GROSSSTADTGEFLÜSTER at SUMMER IN THE CITY 2025 at the Rheinbühne, Malakoff Terrace in Mainz
Grossstadtgeflüster, the Berlin band that has been spanning the arc of good taste from both sides since 2003 and has made many, many, many people happy with its 1000 or so concerts, is not back, but still here. With new material in her hand luggage.
Jen Bender (vox), Raphael Schalz (keys) and Chriz Falk (drums) are only reliable in their unpredictability as to what the next song will sound like. With evergreens like "Fickt-Euch-Allee" or "Feierabend", they are constantly banging out hits that seem subcultural, but then ensure a good mood across generations and genres.
There's always a bit of rave in there, a bit of pop, a bit of punk, a bit of hip hop, garnished with stylistic ricochets and U-turns, a lot of synths and a latent tendency towards eccentricity.
The common thread is formed by the lyrics, which were awarded the GEMA Music Authors' Prize last year and traditionally form a web of wordplay, irony, double rhymes, meta-levels and punchlines between philosophical depth and hype album calendar pages.
The anthems of Grossstadtgeflüster are dancing declarations of independence, head-nodding liberation blows from social or self-made pressure of expectation, popping ping-pongs between megalomania and failure. But they never point the finger at others, let alone kick them downwards.
With a suspicious eye on the entire human species and a loving eye on the individual, the ambivalence of existence has been celebrated for two decades and six studio albums (including two EPs).
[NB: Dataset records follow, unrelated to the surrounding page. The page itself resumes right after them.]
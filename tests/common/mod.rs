//! Test utilities and fixtures for mokkalab integration tests

#![allow(dead_code)]

use std::collections::VecDeque;
use std::sync::atomic::{AtomicBool, AtomicUsize, Ordering};
use std::sync::{Arc, Mutex};

use async_trait::async_trait;
use rusqlite::Connection;

pub use mokkalab::db::{init_db, queries};
pub use mokkalab::email::{EmailSendResult, Mailer, OutgoingEmail};
pub use mokkalab::error::{AppError, Result};
pub use mokkalab::fulfillment::{
    CheckoutEvent, CheckoutOutcome, EventAddress, EventLineItem, RefundOutcome, Services,
};
pub use mokkalab::invoice::{CreatedDocument, DocumentRequest, InvoiceProvider};
pub use mokkalab::models::*;
pub use mokkalab::order_number::RandomSource;
pub use mokkalab::payments::{CheckoutKind, StandardOrderMeta};

/// Create an in-memory test database with schema initialized
pub fn setup_test_db() -> Connection {
    let conn = Connection::open_in_memory().expect("Failed to create in-memory database");
    init_db(&conn).expect("Failed to initialize schema");
    conn
}

/// Get the current timestamp
pub fn now() -> i64 {
    chrono::Utc::now().timestamp()
}

/// Get a past timestamp (days ago)
pub fn past_timestamp(days: i64) -> i64 {
    now() - (days * 86400)
}

// ============ Mock providers ============

/// Invoice provider that records requests instead of calling out.
#[derive(Default)]
pub struct MockInvoiceProvider {
    pub requests: Mutex<Vec<DocumentRequest>>,
    pub fail: AtomicBool,
    counter: AtomicUsize,
}

impl MockInvoiceProvider {
    pub fn call_count(&self) -> usize {
        self.requests.lock().unwrap().len()
    }

    pub fn set_failing(&self, failing: bool) {
        self.fail.store(failing, Ordering::SeqCst);
    }
}

#[async_trait]
impl InvoiceProvider for MockInvoiceProvider {
    async fn create_document(&self, request: &DocumentRequest) -> Result<CreatedDocument> {
        if self.fail.load(Ordering::SeqCst) {
            return Err(AppError::Internal("invoice provider unavailable".into()));
        }
        let n = self.counter.fetch_add(1, Ordering::SeqCst);
        self.requests.lock().unwrap().push(request.clone());
        Ok(CreatedDocument {
            id: format!("doc_{}", n),
            number: request.number.clone(),
        })
    }

    async fn fetch_pdf(&self, _document_id: &str) -> Result<Vec<u8>> {
        if self.fail.load(Ordering::SeqCst) {
            return Err(AppError::Internal("invoice provider unavailable".into()));
        }
        Ok(b"%PDF-1.4 mock".to_vec())
    }
}

/// Mailer that records outgoing mail instead of sending.
#[derive(Default)]
pub struct MockMailer {
    pub sent: Mutex<Vec<OutgoingEmail>>,
    pub fail: AtomicBool,
}

impl MockMailer {
    pub fn sent_count(&self) -> usize {
        self.sent.lock().unwrap().len()
    }

    pub fn set_failing(&self, failing: bool) {
        self.fail.store(failing, Ordering::SeqCst);
    }
}

#[async_trait]
impl Mailer for MockMailer {
    async fn send(&self, email: &OutgoingEmail) -> Result<EmailSendResult> {
        if self.fail.load(Ordering::SeqCst) {
            return Err(AppError::Internal("mail provider unavailable".into()));
        }
        self.sent.lock().unwrap().push(email.clone());
        Ok(EmailSendResult::Sent)
    }
}

const BASE36: &[u8] = b"0123456789ABCDEFGHIJKLMNOPQRSTUVWXYZ";

/// Deterministic randomness: scripted values first, then a counter encoded
/// in base36 (unique per call).
#[derive(Default)]
pub struct TestRng {
    counter: AtomicUsize,
    scripted: Mutex<VecDeque<String>>,
}

impl TestRng {
    pub fn new() -> Self {
        Self::default()
    }

    /// Queue fixed values to be returned by the next `base36` calls.
    pub fn script(&self, values: &[&str]) {
        let mut scripted = self.scripted.lock().unwrap();
        for v in values {
            scripted.push_back(v.to_string());
        }
    }
}

impl RandomSource for TestRng {
    fn base36(&self, len: usize) -> String {
        if let Some(v) = self.scripted.lock().unwrap().pop_front() {
            return v;
        }
        let mut n = self.counter.fetch_add(1, Ordering::SeqCst);
        let mut chars = vec![b'0'; len];
        for slot in chars.iter_mut().rev() {
            *slot = BASE36[n % 36];
            n /= 36;
        }
        String::from_utf8(chars).unwrap()
    }

    fn pick_index(&self, _len: usize) -> usize {
        0
    }
}

/// Bundle of mock services plus handles to inspect them.
pub struct TestServices {
    pub services: Services,
    pub invoices: Arc<MockInvoiceProvider>,
    pub mailer: Arc<MockMailer>,
    pub rng: Arc<TestRng>,
}

pub fn test_services() -> TestServices {
    let invoices = Arc::new(MockInvoiceProvider::default());
    let mailer = Arc::new(MockMailer::default());
    let rng = Arc::new(TestRng::new());
    let services = Services {
        invoices: invoices.clone(),
        mailer: mailer.clone(),
        rng: rng.clone(),
        internal_notification_email: Some("bestellungen@mokkalab.de".to_string()),
    };
    TestServices {
        services,
        invoices,
        mailer,
        rng,
    }
}

// ============ Fixtures ============

pub fn create_test_product(conn: &Connection, name: &str, brand: &str) -> Product {
    queries::create_product(
        conn,
        &CreateProduct {
            name: name.to_string(),
            brand: brand.to_string(),
            active: true,
        },
    )
    .expect("Failed to create test product")
}

pub fn create_test_variant(
    conn: &Connection,
    product_id: &str,
    name: &str,
    price_cents: i64,
    stock: i64,
) -> ProductVariant {
    queries::create_product_variant(
        conn,
        product_id,
        &CreateProductVariant {
            name: name.to_string(),
            price_cents,
            stock,
        },
    )
    .expect("Failed to create test variant")
}

/// A standard-order checkout event with no line items yet.
pub fn standard_event(session_id: &str, email: &str) -> CheckoutEvent {
    CheckoutEvent {
        checkout_session_id: session_id.to_string(),
        payment_intent_id: Some(format!("pi_{}", session_id)),
        provider_subscription_id: None,
        contact: CustomerContact {
            email: email.to_string(),
            first_name: Some("Anna".to_string()),
            last_name: Some("Bergmann".to_string()),
            phone: None,
            stripe_customer_id: Some("cus_test".to_string()),
        },
        shipping: Some(EventAddress {
            name: Some("Anna Bergmann".to_string()),
            street: Some("Hauptstr. 1".to_string()),
            postal_code: Some("50667".to_string()),
            city: Some("Koeln".to_string()),
            country: Some("DE".to_string()),
        }),
        billing: None,
        line_items: Vec::new(),
        currency: "eur".to_string(),
        subtotal_cents: 0,
        discount_cents: 0,
        shipping_cents: 0,
        total_cents: 0,
        kind: CheckoutKind::StandardOrder(StandardOrderMeta::default()),
    }
}

/// Add a purchased line for a catalog variant and keep the totals in sync.
pub fn push_line(
    event: &mut CheckoutEvent,
    product: &Product,
    variant: &ProductVariant,
    quantity: i64,
) {
    let total = variant.price_cents * quantity;
    event.line_items.push(EventLineItem {
        product_id: product.id.clone(),
        variant_id: variant.id.clone(),
        product_name: product.name.clone(),
        variant_name: variant.name.clone(),
        quantity,
        unit_price_cents: variant.price_cents,
        total_price_cents: total,
    });
    event.subtotal_cents += total;
    event.total_cents = event.subtotal_cents - event.discount_cents + event.shipping_cents;
}

/// Replace the standard-order metadata of an event.
pub fn set_standard_meta(event: &mut CheckoutEvent, meta: StandardOrderMeta) {
    event.kind = CheckoutKind::StandardOrder(meta);
}

/// Create a customer with a referral code, the starting point for referral
/// scenarios.
pub fn setup_referrer(
    conn: &Connection,
    rng: &dyn RandomSource,
    email: &str,
) -> (Customer, ReferralCode) {
    let customer = queries::upsert_customer(
        conn,
        &CustomerContact {
            email: email.to_string(),
            first_name: Some("Referrer".to_string()),
            last_name: None,
            phone: None,
            stripe_customer_id: None,
        },
    )
    .expect("Failed to create referrer");
    let code = queries::ensure_referral_code(conn, &customer.id, rng)
        .expect("Failed to create referral code");
    (customer, code)
}
/// Process one `charge.refunded` event, keyed by the payment-intent id.
///
/// Restores stock, flips the order to refunded and generates a credit note.
/// Referral and reward records tied to this order as a *referred* order are
/// deliberately left untouched: the referrer's reward was earned by bringing
/// in a new registered customer, and that value survives the refund.
pub async fn process_charge_refunded(
    conn: &mut Connection,
    services: &Services,
    payment_intent_id: &str,
) -> Result<RefundOutcome> {
    let Some(order) = queries::get_order_by_payment_intent(conn, payment_intent_id)? else {
        tracing::info!(
            "No order for payment intent {}, ignoring refund",
            payment_intent_id
        );
        return Ok(RefundOutcome::UnknownPayment);
    };

    if order.status == OrderStatus::Refunded {
        tracing::info!(
            "Order {} already refunded, skipping stock restore",
            order.order_number
        );
    } else {
        let items = queries::list_order_items(conn, &order.id)?;
        let lines: Vec<StockLine> = items
            .iter()
            .map(|item| StockLine {
                product_id: item.product_id.clone(),
                variant_id: item.variant_id.clone(),
                quantity: item.quantity,
            })
            .collect();
        stock::restore(conn, &lines);

        queries::mark_order_refunded(conn, &order.id, Utc::now().timestamp())?;
        tracing::info!("Order {} marked refunded", order.order_number);
    }

    let order = queries::get_order_by_id(conn, &order.id)?
        .ok_or_else(|| AppError::Internal("order vanished during refund".into()))?;

    if let Err(e) = ensure_credit_note(conn, services.invoices.as_ref(), &order).await {
        tracing::warn!(
            "Credit note generation failed for order {}: {}",
            order.order_number,
            e
        );
    }

    let order = queries::get_order_by_id(conn, &order.id)?.unwrap_or(order);
    Ok(RefundOutcome::Reconciled(order))
}
use serde::{Deserialize, Serialize};

/// A purchased gift card with a stored balance.
///
/// The balance here is bookkeeping only; the monetary discount for a
/// redemption is applied at the payment layer before the webhook arrives.
#[derive(Debug, Clone, Serialize, Deserialize)]
pub struct GiftCard {
    pub id: String,
    pub code: String,
    /// Checkout session that purchased this card (idempotency key).
    pub checkout_session_id: Option<String>,
    pub purchaser_customer_id: Option<String>,
    pub recipient_email: Option<String>,
    pub initial_balance_cents: i64,
    pub balance_cents: i64,
    pub currency: String,
    pub active: bool,
    pub created_at: i64,
    pub updated_at: i64,
}

/// Data required to issue a gift card. The balance starts at the purchased
/// amount.
#[derive(Debug, Clone)]
pub struct CreateGiftCard {
    pub code: String,
    pub checkout_session_id: Option<String>,
    pub purchaser_customer_id: Option<String>,
    pub recipient_email: Option<String>,
    pub amount_cents: i64,
    pub currency: String,
}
And even if they have always eluded clear categories, it works... Over 100 million clicks on Spotify alone, over 50 million on YouTube, long since an established party act at festivals across the country, the last two indoor tours completely sold out...plus wonderful features with artists such as Danger Dan, Mine and Fatoni. Jen Bender, the larger-than-life 1.59 tall front woman of Grossstadtgeflüster, a Berlin plant with a Berlin snout, is the personified antithesis of the filter-infested social media age.
As if she had fallen into a pot of broken cables as a child, Jen rumbles across every stage and seems almost age-appropriate in her determined procrastination of maturing processes. She sings, she flexes, she spits, she roars, makes beats, composes and writes for herself and others. In this way alone, she deliberately kicks all those who feel disturbed in their tried-and-tested order in the butt and, incidentally, offers more identification potential as a woman than any rhinestone-covered feminist flag.
In short, she offers an alternative female role that would make Siegmund Freud call for his mother in a state of uncertainty.
This content has been machine translated.